Assignment: For every line below, set down an identical copy.

Data to examine:
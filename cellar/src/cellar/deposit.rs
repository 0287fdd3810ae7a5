use soroban_sdk::{panic_with_error, token, Address, Env};

use crate::cellar::conversion::{max_deposit, preview_deposit, preview_mint, to_internal, total_assets};
use crate::cellar::{ledger, shares};
use crate::constants::UNLIMITED;
use crate::errors::CellarError;
use crate::events::CellarEvents;
use crate::storage;

fn require_accepting_deposits(e: &Env) {
    if storage::get_shutdown(e) {
        panic_with_error!(e, CellarError::Shutdown);
    }
    if storage::get_paused(e) {
        panic_with_error!(e, CellarError::Paused);
    }
}

/// Check the vault-wide and per-wallet caps for depositing `assets` native
/// units on behalf of `receiver`
fn require_within_limits(e: &Env, receiver: &Address, assets: i128) {
    let limits = storage::get_limits(e);
    if limits.max_liquidity != UNLIMITED
        && assets.saturating_add(total_assets(e)) > limits.max_liquidity
    {
        panic_with_error!(e, CellarError::LiquidityRestricted);
    }
    if assets > max_deposit(e, receiver) {
        panic_with_error!(e, CellarError::DepositRestricted);
    }
}

/// Pull `assets` from `from`, mint `shares` to `receiver` and record the
/// contribution as a new inactive deposit
fn record_deposit(e: &Env, from: &Address, receiver: &Address, assets: i128, shares: i128) {
    token::Client::new(e, &storage::get_asset(e)).transfer(
        from,
        &e.current_contract_address(),
        &assets,
    );
    shares::mint(e, receiver, shares);
    let now = e.ledger().timestamp();
    ledger::append(e, receiver, to_internal(e, assets), shares, now);
    storage::set_last_deposit_time(e, now);
    CellarEvents::deposit(e, from.clone(), receiver.clone(), assets, shares);
}

/// Deposit `assets` of the current asset from `from`, crediting `receiver`
///
/// A request above `from`'s balance deposits the whole balance instead.
///
/// Returns the shares minted
pub fn execute_deposit(e: &Env, from: &Address, assets: i128, receiver: &Address) -> i128 {
    require_accepting_deposits(e);
    if assets <= 0 {
        panic_with_error!(e, CellarError::ZeroAssets);
    }
    let balance = token::Client::new(e, &storage::get_asset(e)).balance(from);
    let assets = assets.min(balance);
    if assets <= 0 {
        panic_with_error!(e, CellarError::ZeroAssets);
    }

    let shares = preview_deposit(e, assets);
    if shares <= 0 {
        panic_with_error!(e, CellarError::ZeroShares);
    }
    require_within_limits(e, receiver, assets);

    record_deposit(e, from, receiver, assets, shares);
    shares
}

/// Mint exactly `shares` to `receiver`, paying with the current asset from
/// `from`
///
/// Returns the assets charged
pub fn execute_mint(e: &Env, from: &Address, shares: i128, receiver: &Address) -> i128 {
    require_accepting_deposits(e);
    if shares <= 0 {
        panic_with_error!(e, CellarError::ZeroShares);
    }
    let assets = preview_mint(e, shares);
    if assets <= 0 {
        panic_with_error!(e, CellarError::ZeroAssets);
    }
    require_within_limits(e, receiver, assets);

    record_deposit(e, from, receiver, assets, shares);
    assets
}

#[cfg(test)]
mod tests {
    use super::*;
    use crate::constants::SCALAR_18;
    use crate::testutils::{create_cellar_with_pool, fund};
    use crate::types::DepositLimits;
    use soroban_sdk::testutils::{Address as _, Ledger};

    #[test]
    fn test_deposit_appends_record() {
        let e = Env::default();
        e.mock_all_auths();
        let (cellar, _) = create_cellar_with_pool(&e);
        let user = Address::generate(&e);
        fund(&e, &cellar, &user, 1000_0000000);
        e.ledger().set_timestamp(42);

        e.as_contract(&cellar, || {
            let shares = execute_deposit(&e, &user, 1000_0000000, &user);
            assert_eq!(shares, 1000 * SCALAR_18);
            assert_eq!(storage::get_balance(&e, &user), 1000 * SCALAR_18);
            let records = ledger::get_deposits(&e, &user);
            assert_eq!(records.len(), 1);
            let record = records.get_unchecked(0);
            assert_eq!(record.assets, 1000 * SCALAR_18);
            assert_eq!(record.time_deposited, 42);
        });
    }

    #[test]
    fn test_deposit_clamps_to_balance() {
        let e = Env::default();
        e.mock_all_auths();
        let (cellar, _) = create_cellar_with_pool(&e);
        let user = Address::generate(&e);
        fund(&e, &cellar, &user, 50_0000000);

        e.as_contract(&cellar, || {
            let shares = execute_deposit(&e, &user, 80_0000000, &user);
            assert_eq!(shares, 50 * SCALAR_18);
        });
    }

    #[test]
    #[should_panic(expected = "Error(Contract, #1040)")]
    fn test_deposit_while_paused() {
        let e = Env::default();
        e.mock_all_auths();
        let (cellar, _) = create_cellar_with_pool(&e);
        let user = Address::generate(&e);
        fund(&e, &cellar, &user, 50_0000000);

        e.as_contract(&cellar, || {
            storage::set_paused(&e, true);
            execute_deposit(&e, &user, 10_0000000, &user);
        });
    }

    #[test]
    #[should_panic(expected = "Error(Contract, #1020)")]
    fn test_deposit_above_wallet_limit() {
        let e = Env::default();
        e.mock_all_auths();
        let (cellar, _) = create_cellar_with_pool(&e);
        let user = Address::generate(&e);
        fund(&e, &cellar, &user, 500_0000000);

        e.as_contract(&cellar, || {
            storage::set_limits(
                &e,
                &DepositLimits {
                    max_liquidity: UNLIMITED,
                    deposit_limit: 100_0000000,
                },
            );
            execute_deposit(&e, &user, 60_0000000, &user);
            execute_deposit(&e, &user, 60_0000000, &user);
        });
    }

    #[test]
    #[should_panic(expected = "Error(Contract, #1021)")]
    fn test_deposit_above_liquidity_limit() {
        let e = Env::default();
        e.mock_all_auths();
        let (cellar, _) = create_cellar_with_pool(&e);
        let user = Address::generate(&e);
        fund(&e, &cellar, &user, 500_0000000);

        e.as_contract(&cellar, || {
            storage::set_limits(
                &e,
                &DepositLimits {
                    max_liquidity: 200_0000000,
                    deposit_limit: UNLIMITED,
                },
            );
            execute_deposit(&e, &user, 201_0000000, &user);
        });
    }

    #[test]
    fn test_mint_charges_rounded_up() {
        let e = Env::default();
        e.mock_all_auths();
        let (cellar, _) = create_cellar_with_pool(&e);
        let user = Address::generate(&e);
        fund(&e, &cellar, &user, 10_0000000);

        e.as_contract(&cellar, || {
            // a fraction of the smallest native unit still costs one unit
            let assets = execute_mint(&e, &user, 1, &user);
            assert_eq!(assets, 1);
            assert_eq!(storage::get_balance(&e, &user), 1);
        });
    }
}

Task result:
filename cellar/src/cellar/deposit.rs
repository 0287fdd3810ae7a5
use soroban_sdk::{panic_with_error, token, Address, Env};

use crate::cellar::conversion::{max_deposit, preview_deposit, preview_mint, to_internal, total_assets};
use crate::cellar::{ledger, shares};
use crate::constants::UNLIMITED;
use crate::errors::CellarError;
use crate::events::CellarEvents;
use crate::storage;

fn require_accepting_deposits(e: &Env) {
    if storage::get_shutdown(e) {
        panic_with_error!(e, CellarError::Shutdown);
    }
    if storage::get_paused(e) {
        panic_with_error!(e, CellarError::Paused);
    }
}

/// Check the vault-wide and per-wallet caps for depositing `assets` native
/// units on behalf of `receiver`
fn require_within_limits(e: &Env, receiver: &Address, assets: i128) {
    let limits = storage::get_limits(e);
    if limits.max_liquidity != UNLIMITED
        && assets.saturating_add(total_assets(e)) > limits.max_liquidity
    {
        panic_with_error!(e, CellarError::LiquidityRestricted);
    }
    if assets > max_deposit(e, receiver) {
        panic_with_error!(e, CellarError::DepositRestricted);
    }
}

/// Pull `assets` from `from`, mint `shares` to `receiver` and record the
/// contribution as a new inactive deposit
fn record_deposit(e: &Env, from: &Address, receiver: &Address, assets: i128, shares: i128) {
    token::Client::new(e, &storage::get_asset(e)).transfer(
        from,
        &e.current_contract_address(),
        &assets,
    );
    shares::mint(e, receiver, shares);
    let now = e.ledger().timestamp();
    ledger::append(e, receiver, to_internal(e, assets), shares, now);
    storage::set_last_deposit_time(e, now);
    CellarEvents::deposit(e, from.clone(), receiver.clone(), assets, shares);
}

/// Deposit `assets` of the current asset from `from`, crediting `receiver`
///
/// A request above `from`'s balance deposits the whole balance instead.
///
/// Returns the shares minted
pub fn execute_deposit(e: &Env, from: &Address, assets: i128, receiver: &Address) -> i128 {
    require_accepting_deposits(e);
    if assets <= 0 {
        panic_with_error!(e, CellarError::ZeroAssets);
    }
    let balance = token::Client::new(e, &storage::get_asset(e)).balance(from);
    let assets = assets.min(balance);
    if assets <= 0 {
        panic_with_error!(e, CellarError::ZeroAssets);
    }

    let shares = preview_deposit(e, assets);
    if shares <= 0 {
        panic_with_error!(e, CellarError::ZeroShares);
    }
    require_within_limits(e, receiver, assets);

    record_deposit(e, from, receiver, assets, shares);
    shares
}

/// Mint exactly `shares` to `receiver`, paying with the current asset from
/// `from`
///
/// Returns the assets charged
pub fn execute_mint(e: &Env, from: &Address, shares: i128, receiver: &Address) -> i128 {
    require_accepting_deposits(e);
    if shares <= 0 {
        panic_with_error!(e, CellarError::ZeroShares);
    }
    let assets = preview_mint(e, shares);
    if assets <= 0 {
        panic_with_error!(e, CellarError::ZeroAssets);
    }
    require_within_limits(e, receiver, assets);

    record_deposit(e, from, receiver, assets, shares);
    assets
}

#[cfg(test)]
mod tests {
    use super::*;
    use crate::constants::SCALAR_18;
    use crate::testutils::{create_cellar_with_pool, fund};
    use crate::types::DepositLimits;
    use soroban_sdk::testutils::{Address as _, Ledger};

    #[test]
    fn test_deposit_appends_record() {
        let e = Env::default();
        e.mock_all_auths();
        let (cellar, _) = create_cellar_with_pool(&e);
        let user = Address::generate(&e);
        fund(&e, &cellar, &user, 1000_0000000);
        e.ledger().set_timestamp(42);

        e.as_contract(&cellar, || {
            let shares = execute_deposit(&e, &user, 1000_0000000, &user);
            assert_eq!(shares, 1000 * SCALAR_18);
            assert_eq!(storage::get_balance(&e, &user), 1000 * SCALAR_18);
            let records = ledger::get_deposits(&e, &user);
            assert_eq!(records.len(), 1);
            let record = records.get_unchecked(0);
            assert_eq!(record.assets, 1000 * SCALAR_18);
            assert_eq!(record.time_deposited, 42);
        });
    }

    #[test]
    fn test_deposit_clamps_to_balance() {
        let e = Env::default();
        e.mock_all_auths();
        let (cellar, _) = create_cellar_with_pool(&e);
        let user = Address::generate(&e);
        fund(&e, &cellar, &user, 50_0000000);

        e.as_contract(&cellar, || {
            let shares = execute_deposit(&e, &user, 80_0000000, &user);
            assert_eq!(shares, 50 * SCALAR_18);
        });
    }

    #[test]
    #[should_panic(expected = "Error(Contract, #1040)")]
    fn test_deposit_while_paused() {
        let e = Env::default();
        e.mock_all_auths();
        let (cellar, _) = create_cellar_with_pool(&e);
        let user = Address::generate(&e);
        fund(&e, &cellar, &user, 50_0000000);

        e.as_contract(&cellar, || {
            storage::set_paused(&e, true);
            execute_deposit(&e, &user, 10_0000000, &user);
        });
    }

    #[test]
    #[should_panic(expected = "Error(Contract, #1020)")]
    fn test_deposit_above_wallet_limit() {
        let e = Env::default();
        e.mock_all_auths();
        let (cellar, _) = create_cellar_with_pool(&e);
        let user = Address::generate(&e);
        fund(&e, &cellar, &user, 500_0000000);

        e.as_contract(&cellar, || {
            storage::set_limits(
                &e,
                &DepositLimits {
                    max_liquidity: UNLIMITED,
                    deposit_limit: 100_0000000,
                },
            );
            execute_deposit(&e, &user, 60_0000000, &user);
            execute_deposit(&e, &user, 60_0000000, &user);
        });
    }

    #[test]
    #[should_panic(expected = "Error(Contract, #1021)")]
    fn test_deposit_above_liquidity_limit() {
        let e = Env::default();
        e.mock_all_auths();
        let (cellar, _) = create_cellar_with_pool(&e);
        let user = Address::generate(&e);
        fund(&e, &cellar, &user, 500_0000000);

        e.as_contract(&cellar, || {
            storage::set_limits(
                &e,
                &DepositLimits {
                    max_liquidity: 200_0000000,
                    deposit_limit: UNLIMITED,
                },
            );
            execute_deposit(&e, &user, 201_0000000, &user);
        });
    }

    #[test]
    fn test_mint_charges_rounded_up() {
        let e = Env::default();
        e.mock_all_auths();
        let (cellar, _) = create_cellar_with_pool(&e);
        let user = Address::generate(&e);
        fund(&e, &cellar, &user, 10_0000000);

        e.as_contract(&cellar, || {
            // a fraction of the smallest native unit still costs one unit
            let assets = execute_mint(&e, &user, 1, &user);
            assert_eq!(assets, 1);
            assert_eq!(storage::get_balance(&e, &user), 1);
        });
    }
}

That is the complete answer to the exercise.